Caption: Ruth Negga. Photo: Teddy Wolff.

It's the details that count in Yaƫl Farber's staging of Hamlet, a series of gestures big and small that add up to an extraordinarily comprehensive vision of Shakespeare's masterpiece: The clinical image of the dead king's corpse being wheeled in on a morgue cart, the body visible through a transparent sheet. Claudius strong-arming Hamlet in front of the court -- a brute display of power in the name of cheering up his bereaved nephew. Polonius, looking nervously over his shoulder, making sure no one is listening before ordering Ophelia to fight off Hamlet's amorous intentions. Gertrude slumping uneasily in the club chair, unaware that the ghost of her dead husband stands behind her, looking on impassively. Hamlet throwing his love letters at Ophelia and furiously rubbing her face in them. Claudius embracing the vengeful Laertes, simultaneously waving off two armed guards who have come to rescue their king from a perceived assault.

Each of these moments -- and a dozen others -- reveal an Elsinore riddled with suspicion and deceit, where spies lurk behind doors and trust is an unaffordable commodity. The grand but battered interior designed by Susan Hilferty -- a once-imposing royal salon grown bleak and shabby -- is indicative of a decaying monarchy turned police state. Among other textual adjustments, Farber has eliminated the subplot in which Denmark is threatened with invasion by the Norwegian prince, Fortinbras, but make no mistake: This is a society fetid with corruption, sinking into a morass of scandal and violence.

Farber has also assembled a superb company led by Ruth Negga -- lithe and athletic in mostly black attire, her hair pared back to a skullcap of curls, her eyes like searchlights scanning the room for hypocrites. First seen uttering a silent scream following the viewing of the king's body, she delivers an intensely anguished Danish prince, torn between grief for his father and cold fury at Claudius and Gertrude and their unseemly marriage. She plays the early scenes with a certain adolescent sullenness, each bitter remark cutting like a switchblade. Yet, as the play unfolds, Negga and Farber provide a solid foundation for Hamlet's indecision: Stunned by his mother's hasty remarriage and terrified by an encounter with his father's ghost, he is, quite justifiably, paralyzed. Whom should be believe? An appearance of ectoplasm, demanding revenge for his murder? Or a beloved parent who has suddenly become a stranger?

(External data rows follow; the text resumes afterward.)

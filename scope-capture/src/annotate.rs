//! Drawing the timestamp, note and channel labels onto a capture.
//!
//! Menus and the logo of the instrument are blacked out. The date and time go
//! into the top left corner; the note and channel labels are written top to
//! bottom in columns along the right edge, each in the color of its channel.
use chrono::NaiveDateTime;
use font8x8::{BASIC_FONTS, UnicodeFonts};
use image::{Rgba, RgbaImage};
use scope_client::capture::CHANNELS;

const GLYPH_SIZE: u32 = 8;
/// Horizontal advance per character, one pixel wider than a glyph.
const ADVANCE: u32 = GLYPH_SIZE + 1;
const LABEL_SPACING: u32 = 14;
const LABEL_TOP: u32 = 44;
const LABEL_MARGIN: u32 = 10;

const BLACK: Rgba<u8> = Rgba([0, 0, 0, 255]);
const TIMESTAMP_COLOR: Rgba<u8> = Rgba([0, 219, 146, 255]);
const NOTE_COLOR: Rgba<u8> = Rgba([176, 176, 176, 255]);
const CHANNEL_COLORS: [Rgba<u8>; CHANNELS] = [
    Rgba([247, 250, 82, 255]),
    Rgba([0, 225, 221, 255]),
    Rgba([221, 0, 221, 255]),
    Rgba([0, 127, 245, 255]),
];

/// Regions of an 800x480 screen to black out, as `(x0, y0, x1, y1)` with exclusive ends.
const ERASED: [(u32, u32, u32, u32); 5] = [
    (3, 8, 80, 28),       // logo
    (0, 37, 59, 450),     // left menu
    (705, 38, 799, 436),  // right menu items
    (690, 39, 704, 117),  // right menu tab
    (762, 456, 799, 479), // lower right icon
];

/// Everything drawn onto a capture.
#[derive(Clone, Debug)]
pub struct Annotation<'a> {
    pub note: Option<&'a str>,
    pub labels: &'a [Option<String>; CHANNELS],
    pub timestamp: NaiveDateTime,
}

/// Returns a copy of `image` with menus erased and `annotation` drawn onto it.
pub fn annotate(image: &RgbaImage, annotation: &Annotation) -> RgbaImage {
    let mut out = image.clone();
    for (x0, y0, x1, y1) in ERASED {
        fill_rect(&mut out, x0, y0, x1, y1, BLACK);
    }

    let date = annotation.timestamp.format("%Y-%m-%d").to_string();
    let time = annotation.timestamp.format("%H:%M:%S").to_string();
    draw_text(&mut out, &date, 2, 2, TIMESTAMP_COLOR);
    draw_text(&mut out, &time, 2, 15, TIMESTAMP_COLOR);

    let note = annotation.note.map(|note| (note.to_string(), NOTE_COLOR));
    let labels = annotation.labels.iter().enumerate().map(|(i, label)| {
        label
            .as_ref()
            .map(|label| (format!("CH{}: {}", i + 1, label), CHANNEL_COLORS[i]))
    });
    let texts = std::iter::once(note).chain(labels);

    let mut x = out.width().saturating_sub(LABEL_MARGIN + LABEL_SPACING);
    for (text, color) in texts.flatten().filter(|(text, _)| !text.is_empty()) {
        draw_text_rotated(&mut out, &text, x, LABEL_TOP, color);
        x = x.saturating_sub(LABEL_SPACING);
    }
    out
}

fn fill_rect(image: &mut RgbaImage, x0: u32, y0: u32, x1: u32, y1: u32, color: Rgba<u8>) {
    for y in y0..y1.min(image.height()) {
        for x in x0..x1.min(image.width()) {
            image.put_pixel(x, y, color);
        }
    }
}

fn glyph(c: char) -> [u8; 8] {
    BASIC_FONTS
        .get(c)
        .or_else(|| BASIC_FONTS.get('?'))
        .unwrap_or_default()
}

/// Calls `plot` with the position of every set pixel of `text`, relative to its top left corner.
fn rasterize(text: &str, mut plot: impl FnMut(u32, u32)) {
    for (i, c) in text.chars().enumerate() {
        let origin = i as u32 * ADVANCE;
        for (row, bits) in glyph(c).iter().enumerate() {
            for col in 0..GLYPH_SIZE {
                // bit 0 is the leftmost pixel
                if bits & (1 << col) != 0 {
                    plot(origin + col, row as u32);
                }
            }
        }
    }
}

fn put_clipped(image: &mut RgbaImage, x: u32, y: u32, color: Rgba<u8>) {
    if x < image.width() && y < image.height() {
        image.put_pixel(x, y, color);
    }
}

fn draw_text(image: &mut RgbaImage, text: &str, x: u32, y: u32, color: Rgba<u8>) {
    rasterize(text, |dx, dy| put_clipped(image, x + dx, y + dy, color));
}

/// Draws `text` rotated by 90 degrees clockwise, reading top to bottom.
fn draw_text_rotated(image: &mut RgbaImage, text: &str, x: u32, y: u32, color: Rgba<u8>) {
    rasterize(text, |dx, dy| {
        put_clipped(image, x + (GLYPH_SIZE - 1 - dy), y + dx, color)
    });
}

#[cfg(test)]
mod test {
    use super::{
        Annotation, BLACK, CHANNEL_COLORS, LABEL_TOP, NOTE_COLOR, TIMESTAMP_COLOR, annotate,
    };
    use chrono::NaiveDate;
    use image::{Rgba, RgbaImage};

    const WHITE: Rgba<u8> = Rgba([255, 255, 255, 255]);

    fn annotation(labels: &[Option<String>; 4]) -> Annotation<'_> {
        Annotation {
            note: None,
            labels,
            timestamp: NaiveDate::from_ymd_opt(2024, 1, 2)
                .unwrap()
                .and_hms_opt(3, 4, 5)
                .unwrap(),
        }
    }

    fn count(image: &RgbaImage, color: Rgba<u8>, columns: std::ops::Range<u32>) -> usize {
        image
            .enumerate_pixels()
            .filter(|(x, _, p)| columns.contains(x) && **p == color)
            .count()
    }

    #[test]
    fn menus_are_erased() {
        let image = RgbaImage::from_pixel(800, 480, WHITE);
        let out = annotate(&image, &annotation(&Default::default()));
        assert_eq!(*out.get_pixel(30, 200), BLACK);
        assert_eq!(*out.get_pixel(750, 200), BLACK);
        assert_eq!(*out.get_pixel(780, 470), BLACK);
        assert_eq!(*out.get_pixel(400, 240), WHITE);
        // the original is untouched
        assert_eq!(*image.get_pixel(30, 200), WHITE);
    }

    #[test]
    fn timestamp_is_drawn() {
        let image = RgbaImage::from_pixel(800, 480, WHITE);
        let out = annotate(&image, &annotation(&Default::default()));
        assert!(count(&out, TIMESTAMP_COLOR, 0..100) > 0);
    }

    #[test]
    fn labels_are_drawn_in_channel_colors() {
        let image = RgbaImage::from_pixel(800, 480, WHITE);
        let labels = [None, Some("clk".to_string()), None, Some("data".to_string())];
        let mut annotation = annotation(&labels);
        annotation.note = Some("boot");
        let out = annotate(&image, &annotation);

        assert!(count(&out, NOTE_COLOR, 776..784) > 0);
        assert!(count(&out, CHANNEL_COLORS[1], 762..770) > 0);
        assert!(count(&out, CHANNEL_COLORS[3], 748..756) > 0);
        assert_eq!(count(&out, CHANNEL_COLORS[0], 0..800), 0);
        // rotated text starts below the label top
        assert!(
            out.enumerate_pixels()
                .filter(|(_, _, p)| **p == NOTE_COLOR)
                .all(|(_, y, _)| y >= LABEL_TOP)
        );
    }

    #[test]
    fn small_images_are_clipped() {
        let image = RgbaImage::from_pixel(40, 20, WHITE);
        let labels = [Some("a very long label".to_string()), None, None, None];
        let out = annotate(&image, &annotation(&labels));
        assert_eq!(out.dimensions(), (40, 20));
    }
}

Whipsawed by conflicting emotions, he finds himself unable to act.

Negga's Hamlet is also keenly aware that the castle's corridors reverberate with whispers of intrigue and betrayal. His fury at Ophelia -- which, in other productions, can seem needlessly cruel -- here reflects his awareness that she has been sent to keep tabs on him. Casting a chillingly skeptical smile at the discomfited Rosencrantz and Guildenstern, he says, "Were you not sent for?" -- in five words demolishing the lie that they have casually dropped in for a visit. And he throws himself into the feigning of madness with such gusto that one begins to wonder if he is playacting at all. Negga's performance is intensely physicalized, whether delivering lengthy speeches crouched on a table, falling to the ground in terror before the Ghost, or crossing swords with Laertes. Providing a powerful through-line to her characterization is Hamlet's desperate need to right a world gone wrong, an often-flailing effort that ends in ruin.

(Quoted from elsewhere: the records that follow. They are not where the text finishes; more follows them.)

//! An in-process stand-in for a SCPI oscilloscope, used by the integration tests.
//!
//! The instrument listens on `127.0.0.1` on a free port and serves connections one
//! after another from a background thread, so the reachability probe and the actual
//! session both find it.
use std::{
    io::{self, BufRead, BufReader, Write},
    net::{SocketAddr, TcpListener, TcpStream},
    sync::{Arc, Mutex},
    thread,
    time::Duration,
};

use bytes::{BufMut, BytesMut};
use scope_protocol::{BlockHeader, Query, png};

pub const IDENTITY: &str = "RIGOL,MSO5074,LX000000,00.00";

/// How the fake instrument answers.
#[derive(Clone, Debug)]
pub struct Behavior {
    pub identity: String,
    /// Number of `*OPC?` polls answered with `0` before the instrument becomes ready.
    pub busy_polls: u32,
    /// The image sent in reply to a screen data query.
    pub screen: Vec<u8>,
    /// Close the connection after this many bytes of the block reply.
    pub cut_block_at: Option<usize>,
    /// Size of the pieces the block reply is written in.
    pub chunk_size: usize,
}

impl Default for Behavior {
    fn default() -> Self {
        Behavior {
            identity: IDENTITY.to_string(),
            busy_polls: 0,
            screen: corrupt_png(),
            cut_block_at: None,
            chunk_size: 7,
        }
    }
}

/// A running fake instrument.
pub struct FakeInstrument {
    addr: SocketAddr,
    received: Arc<Mutex<Vec<String>>>,
}

impl FakeInstrument {
    pub fn spawn(behavior: Behavior) -> io::Result<FakeInstrument> {
        let listener = TcpListener::bind("127.0.0.1:0")?;
        let addr = listener.local_addr()?;
        let received = Arc::new(Mutex::new(Vec::new()));
        let commands = received.clone();
        thread::spawn(move || {
            let mut busy_polls = behavior.busy_polls;
            for stream in listener.incoming() {
                let result = stream.and_then(|stream| {
                    serve(stream, &behavior, &mut busy_polls, &commands)
                });
                if let Err(err) = result {
                    log::debug!("Fake instrument connection failed: {}", err);
                }
            }
        });
        Ok(FakeInstrument { addr, received })
    }

    pub fn host(&self) -> String {
        self.addr.ip().to_string()
    }

    pub fn port(&self) -> u16 {
        self.addr.port()
    }

    /// Every command line received so far, across all connections.
    pub fn received(&self) -> Vec<String> {
        self.received
            .lock()
            .map(|received| received.clone())
            .unwrap_or_default()
    }
}

fn serve(
    stream: TcpStream,
    behavior: &Behavior,
    busy_polls: &mut u32,
    received: &Mutex<Vec<String>>,
) -> io::Result<()> {
    let mut writer = stream.try_clone()?;
    let mut reader = BufReader::new(stream);
    let mut line = String::new();
    loop {
        line.clear();
        if reader.read_line(&mut line)? == 0 {
            return Ok(());
        }
        let command = line.trim_end().to_string();
        log::trace!("Fake instrument received {:?}", command);
        if let Ok(mut received) = received.lock() {
            received.push(command.clone());
        }

        if command == Query::OperationComplete.as_str() {
            if *busy_polls > 0 {
                *busy_polls -= 1;
                writer.write_all(b"0\n")?;
            } else {
                writer.write_all(b"1\n")?;
            }
        } else if command == Query::Identify.as_str() {
            writeln!(writer, "{}", behavior.identity)?;
        } else if command == Query::ScreenData.as_str() {
            let reply = block(&behavior.screen)?;
            let reply = match behavior.cut_block_at {
                Some(cut) => &reply[..cut.min(reply.len())],
                None => &reply[..],
            };
            for piece in reply.chunks(behavior.chunk_size.max(1)) {
                writer.write_all(piece)?;
                writer.flush()?;
                thread::sleep(Duration::from_millis(1));
            }
            if behavior.cut_block_at.is_some() {
                return Ok(());
            }
        }
    }
}

/// Frames `payload` as a definite length block with a trailing newline.
pub fn block(payload: &[u8]) -> io::Result<Vec<u8>> {
    let mut out = Vec::new();
    BlockHeader::for_payload(payload.len()).write_to(&mut out)?;
    out.extend_from_slice(payload);
    out.push(b'\n');
    Ok(out)
}

fn chunk(out: &mut BytesMut, chunk_type: &[u8; 4], data: &[u8], crc: u32) {
    out.put_u32(data.len() as u32);
    out.put_slice(chunk_type);
    out.put_slice(data);
    out.put_u32(crc);
}

fn crc(chunk_type: &[u8; 4], data: &[u8]) -> u32 {
    let mut hasher = crc32fast::Hasher::new();
    hasher.update(chunk_type);
    hasher.update(data);
    hasher.finalize()
}

/// A 1x1 PNG whose chunks carry the checksums returned by `crcs`.
fn png_with(crcs: impl Fn(&[u8; 4], &[u8]) -> u32) -> Vec<u8> {
    let ihdr: [u8; 13] = [0, 0, 0, 1, 0, 0, 0, 1, 8, 6, 0, 0, 0];
    let idat = b"\x78\x9c\x63\x60\x60\x60\x60\x00\x00\x00\x05\x00\x01";
    let mut out = BytesMut::new();
    out.put_slice(&png::SIGNATURE);
    chunk(&mut out, b"IHDR", &ihdr, crcs(b"IHDR", &ihdr));
    chunk(&mut out, b"IDAT", idat, crcs(b"IDAT", idat));
    chunk(&mut out, &png::IEND, b"", crcs(&png::IEND, b""));
    out.to_vec()
}

/// A small PNG with valid checksums.
pub fn valid_png() -> Vec<u8> {
    png_with(crc)
}

/// The same PNG as [`valid_png`], with every checksum zeroed.
pub fn corrupt_png() -> Vec<u8> {
    png_with(|_, _| 0)
}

Similarly, Aoife Duffin brings a rare coherence to the role of Ophelia, plausibly rendering how a life glittering with promise ends in madness and suicide. If she initially comes across as a sarcastic, eye-rolling teenager, we also see her powerful attachment to Laertes -- and, for once, she and Hamlet seem authentically crazy about each other. Unusually, she is a silent witness to Hamlet's first soliloquy ("O that this too solid flesh would melt"), which gives her rare insight into her lover's agony. But her appearance in the rain, distressed and clutching Hamlet's letters, is an awful prevision of things to come. When she is made to hand over those missives to Polonius and Claudius, there's something obscene about these schemers pawing through her personal life; her violation at their hands is palpable. Even worse, Hamlet's rejection of her is staged as a near assault that leaves her brutally cast off. By the time she appears in front of the Danish court, half-dressed and psychotically detached, carelessly lifting her slip to reveal her genitalia -- and, a minute later, crudely feeling up Claudius' guards -- we understand how she has been reduced to a broken pawn in the power games of those who profess to lover her.

Fiona Bell's Gertrude -- impassive, dignified, forever showing her public face -- is, nevertheless, marked by a sense of mounting horror that her marriage to Claudius has unleashed the chaos that engulfs them all. Her screams of terror in the closet scene, as Hamlet murders Polonius, may stay with you long after the play is over. In the boldest reworking of the text, Farber has interpolated a brief scene from the First Quarto -- not necessarily the most definitive version of the script -- in which Gertrude realizes that she is married to a villain; it's an interesting choice that makes all the more poignant her ultimate fate.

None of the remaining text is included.